YOUR OBJECTIVE >>
How many lines in the records below contain the word "JobId"? State only that number.

ENTRIES SUPPLIED >>
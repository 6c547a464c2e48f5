//! Resolution of submissions against existing unique work.

use std::collections::HashSet;

use super::{StoreError, SubmitKind, SubmitOutcome, Txn};
use crate::core::request::{ExistingWorkPolicy, JobRequest};
use crate::core::state::{JobState, StopReason};
use crate::core::types::JobId;
use crate::storage::JobRecord;

pub(super) async fn resolve(
    txn: &mut Txn<'_>,
    name: &str,
    policy: ExistingWorkPolicy,
    stages: Vec<Vec<JobRequest>>,
) -> Result<SubmitOutcome, StoreError> {
    let periodic = stages.iter().flatten().any(JobRequest::is_periodic);
    let existing = txn.list_by_unique_name(name).await?;
    let active: Vec<JobId> = existing
        .iter()
        .filter(|r| !r.is_finished())
        .map(|r| r.id)
        .collect();
    let current_generation = existing.iter().map(|r| r.generation).max();
    let next_generation = current_generation.map_or(0, |g| g + 1);

    tracing::debug!(unique_name = %name, policy = ?policy, existing = existing.len(), active = active.len(), "Resolving unique work");

    match policy {
        ExistingWorkPolicy::Keep => {
            if active.is_empty() {
                insert(txn, name, stages, next_generation, Vec::new(), SubmitKind::Inserted).await
            } else {
                Ok(SubmitOutcome {
                    ids: active,
                    kind: SubmitKind::Kept,
                })
            }
        }
        ExistingWorkPolicy::Replace => replace(txn, name, &existing, stages, next_generation).await,
        ExistingWorkPolicy::Append | ExistingWorkPolicy::AppendOrReplace if periodic => {
            Err(StoreError::InvalidOperation(format!(
                "periodic work cannot be appended to '{}'",
                name
            )))
        }
        ExistingWorkPolicy::Append => {
            append(txn, name, &existing, stages, current_generation.unwrap_or(0)).await
        }
        ExistingWorkPolicy::AppendOrReplace => {
            let broken = leaves(&existing)
                .iter()
                .any(|r| matches!(r.state, JobState::Failed | JobState::Cancelled));
            if broken {
                replace(txn, name, &existing, stages, next_generation).await
            } else {
                append(txn, name, &existing, stages, current_generation.unwrap_or(0)).await
            }
        }
        ExistingWorkPolicy::Update => match active.as_slice() {
            [] => insert(txn, name, stages, next_generation, Vec::new(), SubmitKind::Inserted).await,
            [id] => {
                let request = single_request(stages).ok_or_else(|| {
                    StoreError::InvalidOperation(format!(
                        "only a single request can update '{}'",
                        name
                    ))
                })?;
                let result = txn.update(id, request).await?;
                Ok(SubmitOutcome {
                    ids: vec![*id],
                    kind: SubmitKind::Updated(result),
                })
            }
            _ => Err(StoreError::InvalidOperation(format!(
                "'{}' has {} unfinished jobs, cannot update in place",
                name,
                active.len()
            ))),
        },
    }
}

async fn insert(
    txn: &mut Txn<'_>,
    name: &str,
    stages: Vec<Vec<JobRequest>>,
    generation: u32,
    after: Vec<JobId>,
    kind: SubmitKind,
) -> Result<SubmitOutcome, StoreError> {
    let ids = txn.insert_stages(stages, Some(name), generation, after).await?;
    Ok(SubmitOutcome { ids, kind })
}

/// Cancel the unfinished work of the name, release every old record from it
/// and insert the new stages.
async fn replace(
    txn: &mut Txn<'_>,
    name: &str,
    existing: &[JobRecord],
    stages: Vec<Vec<JobRequest>>,
    generation: u32,
) -> Result<SubmitOutcome, StoreError> {
    for record in existing.iter().filter(|r| !r.is_finished()) {
        txn.cancel(&record.id, StopReason::CancelledByCaller).await?;
    }
    for record in existing {
        let mut record = txn.get(&record.id).await?;
        record.unique_name = None;
        txn.save(&mut record).await?;
    }

    let kind = if existing.is_empty() {
        SubmitKind::Inserted
    } else {
        tracing::info!(unique_name = %name, generation, "Replacing unique work");
        SubmitKind::Replaced
    };
    insert(txn, name, stages, generation, Vec::new(), kind).await
}

async fn append(
    txn: &mut Txn<'_>,
    name: &str,
    existing: &[JobRecord],
    stages: Vec<Vec<JobRequest>>,
    generation: u32,
) -> Result<SubmitOutcome, StoreError> {
    if existing.is_empty() {
        return insert(txn, name, stages, generation, Vec::new(), SubmitKind::Inserted).await;
    }
    let after: Vec<JobId> = leaves(existing).iter().map(|r| r.id).collect();
    insert(txn, name, stages, generation, after, SubmitKind::Appended).await
}

/// Records of the name that no other record of the name depends on.
fn leaves(existing: &[JobRecord]) -> Vec<&JobRecord> {
    let ids: HashSet<JobId> = existing.iter().map(|r| r.id).collect();
    existing
        .iter()
        .filter(|r| !r.dependents.iter().any(|d| ids.contains(d)))
        .collect()
}

fn single_request(stages: Vec<Vec<JobRequest>>) -> Option<JobRequest> {
    let mut requests = stages.into_iter().flatten();
    let first = requests.next()?;
    requests.next().is_none().then_some(first)
}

RESPONSE >>
5